In terms of environmental impacts, the optimal base case comes with negative greenhouse gas emissions of –3.7 t CO 2 / t Fuels , while requiring 960 t H 2 O / t Fuels   of water. When compared to the stand-alone options, greenhouse gas emissions are in the same region for all options. Water demand, on the other hand, is another matter. Algae cultivation requires substantially more water than water electrolysis and carbon capture.

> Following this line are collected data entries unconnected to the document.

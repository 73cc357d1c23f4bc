//! Heuristic fallback used when NSGA-II finds no feasible candidate within
//! budget (spec §4.6): filter by feasibility, then rank by one objective
//! chosen by policy. Bounded-time by construction — no search, just a sort.

use serde::{Deserialize, Serialize};
use std::collections::HashMap;
use uuid::Uuid;

use crate::placement::model::{is_feasible, score, Job, Node, Placement};

#[derive(Debug, Clone, Copy, PartialEq, Eq, Serialize, Deserialize)]
pub enum FallbackStrategy {
    LatencyFirst,
    LoadBalance,
    TrustFirst,
    CostOptimize,
    RoundRobin,
}

/// Place every job in `jobs` using the heuristic named by `strategy`,
/// against the feasible subset of `nodes`. Jobs with no feasible node are
/// omitted (the caller decides whether that's a hard failure).
pub fn place(
    jobs: &[Job],
    nodes: &[Node],
    strategy: FallbackStrategy,
    price_by_node: &HashMap<Uuid, f64>,
) -> Vec<Placement> {
    let mut round_robin_cursor = 0usize;
    let mut placements = Vec::with_capacity(jobs.len());

    for job in jobs {
        let feasible: Vec<&Node> = nodes.iter().filter(|n| is_feasible(job, n)).collect();
        if feasible.is_empty() {
            continue;
        }

        let chosen = match strategy {
            FallbackStrategy::LatencyFirst => feasible
                .iter()
                .min_by(|a, b| a.queued_tasks.len().cmp(&b.queued_tasks.len()))
                .unwrap(),
            FallbackStrategy::LoadBalance => feasible
                .iter()
                .min_by(|a, b| {
                    let ua = a.utilization_vector.cpu / a.capacity_vector.cpu.max(1e-9);
                    let ub = b.utilization_vector.cpu / b.capacity_vector.cpu.max(1e-9);
                    ua.partial_cmp(&ub).unwrap()
                })
                .unwrap(),
            FallbackStrategy::TrustFirst => feasible
                .iter()
                .max_by(|a, b| a.trust_score.partial_cmp(&b.trust_score).unwrap())
                .unwrap(),
            FallbackStrategy::CostOptimize => feasible
                .iter()
                .min_by(|a, b| {
                    let ca = score(job, a, price_by_node).cost;
                    let cb = score(job, b, price_by_node).cost;
                    ca.partial_cmp(&cb).unwrap()
                })
                .unwrap(),
            FallbackStrategy::RoundRobin => {
                let picked = &feasible[round_robin_cursor % feasible.len()];
                round_robin_cursor += 1;
                picked
            }
        };

        placements.push(Placement {
            job_id: job.id,
            node_id: chosen.id,
            score_vector: score(job, chosen, price_by_node),
        });
    }

    placements
}

#[cfg(test)]
mod tests {
    use super::*;
    use crate::placement::model::{HealthStatus, PriorityClass, ResourceVector};
    use chrono::Utc;

    fn node(cpu_used: f64, trust: f64) -> Node {
        Node {
            id: Uuid::new_v4(),
            address: "127.0.0.1:8000".parse().unwrap(),
            capacity_vector: ResourceVector {
                cpu: 8.0,
                memory: 16.0,
                gpu: 1.0,
                storage: 100.0,
            },
            utilization_vector: ResourceVector {
                cpu: cpu_used,
                ..Default::default()
            },
            queued_tasks: vec![],
            health_status: HealthStatus::Healthy,
            battery_level: None,
            is_charging: false,
            thermal_state: None,
            region: None,
            trust_score: trust,
            supports_onion: false,
        }
    }

    fn job() -> Job {
        Job {
            id: Uuid::new_v4(),
            resource_vector: ResourceVector {
                cpu: 1.0,
                memory: 1.0,
                gpu: 0.0,
                storage: 1.0,
            },
            deadline: Utc::now(),
            priority_class: PriorityClass::B,
            trust_floor: 0.0,
            marketplace_bid_type: "spot".into(),
            submitted_at: Utc::now(),
            required_region: None,
        }
    }

    #[test]
    fn load_balance_prefers_least_utilized_node() {
        let busy = node(7.0, 0.9);
        let idle = node(0.0, 0.9);
        let nodes = vec![busy.clone(), idle.clone()];
        let placements = place(&[job()], &nodes, FallbackStrategy::LoadBalance, &HashMap::new());
        assert_eq!(placements[0].node_id, idle.id);
    }

    #[test]
    fn trust_first_prefers_highest_trust_node() {
        let low = node(0.0, 0.2);
        let high = node(0.0, 0.95);
        let nodes = vec![low.clone(), high.clone()];
        let placements = place(&[job()], &nodes, FallbackStrategy::TrustFirst, &HashMap::new());
        assert_eq!(placements[0].node_id, high.id);
    }

    #[test]
    fn jobs_with_no_feasible_node_are_skipped() {
        let mut j = job();
        j.trust_floor = 0.99;
        let nodes = vec![node(0.0, 0.1)];
        let placements = place(&[j], &nodes, FallbackStrategy::LoadBalance, &HashMap::new());
        assert!(placements.is_empty());
    }

    #[test]
    fn round_robin_cycles_through_feasible_nodes() {
        let a = node(0.0, 0.9);
        let b = node(0.0, 0.9);
        let nodes = vec![a.clone(), b.clone()];
        let jobs = vec![job(), job(), job()];
        let placements = place(&jobs, &nodes, FallbackStrategy::RoundRobin, &HashMap::new());
        assert_eq!(placements[0].node_id, a.id);
        assert_eq!(placements[1].node_id, b.id);
        assert_eq!(placements[2].node_id, a.id);
    }
}
//! Service descriptor and lifecycle state (spec §3 `ServiceDescriptor`,
//! §4.8 states).

use std::sync::Arc;

use async_trait::async_trait;
use serde::{Deserialize, Serialize};

use crate::orchestrator::dag::DependencyKind;
use crate::FogResult;

/// Result of one `health_fn` invocation.
#[derive(Debug, Clone, Copy, PartialEq, Eq)]
pub enum HealthResult {
    Healthy,
    Unhealthy,
}

/// The three operations a service exposes to the supervisor. Implemented as
/// a trait rather than bare closures so a service can carry its own state
/// (a handle, a child process, a pool) behind `&self`.
#[async_trait]
pub trait ServiceHandlers: Send + Sync {
    async fn start(&self) -> FogResult<()>;
    async fn stop(&self) -> FogResult<()>;
    async fn health(&self) -> HealthResult;
}

/// Static registration data for one service (spec §3). `ServiceState` is
/// tracked separately by the supervisor since it changes at runtime.
pub struct ServiceDescriptor {
    pub name: String,
    pub dependencies: Vec<(String, DependencyKind)>,
    pub is_critical: bool,
    pub handlers: Arc<dyn ServiceHandlers>,
}

impl ServiceDescriptor {
    pub fn new(
        name: impl Into<String>,
        dependencies: Vec<(String, DependencyKind)>,
        is_critical: bool,
        handlers: Arc<dyn ServiceHandlers>,
    ) -> Self {
        Self {
            name: name.into(),
            dependencies,
            is_critical,
            handlers,
        }
    }
}

/// Lifecycle state machine (spec §4.8).
#[derive(Debug, Clone, Copy, PartialEq, Eq, Serialize, Deserialize)]
pub enum ServiceState {
    Stopped,
    Starting,
    Running,
    Degraded,
    Unhealthy,
    Stopping,
    Failed,
}

/// Composite health across every supervised service (spec §4.8).
#[derive(Debug, Clone, Copy, PartialEq, Eq, Serialize, Deserialize)]
pub enum CompositeHealth {
    Healthy,
    Degraded,
    Unhealthy,
    Unknown,
}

Due to avoided burdens for by-products, electricity-based processes even generate negative water demands of ca. –7.5 t H 2 O / t Fuels . Table 10 presents costs and GHG emissions of conventional production of the given yearly product loads considering the actual product distribution and reference GHG emissions and costs from Table 7. Based on these values and the calculated costs and emissions of the renewable refinery, CO2 abatement costs of ca. 561 EUR / t CO 2 arise (see Table 11).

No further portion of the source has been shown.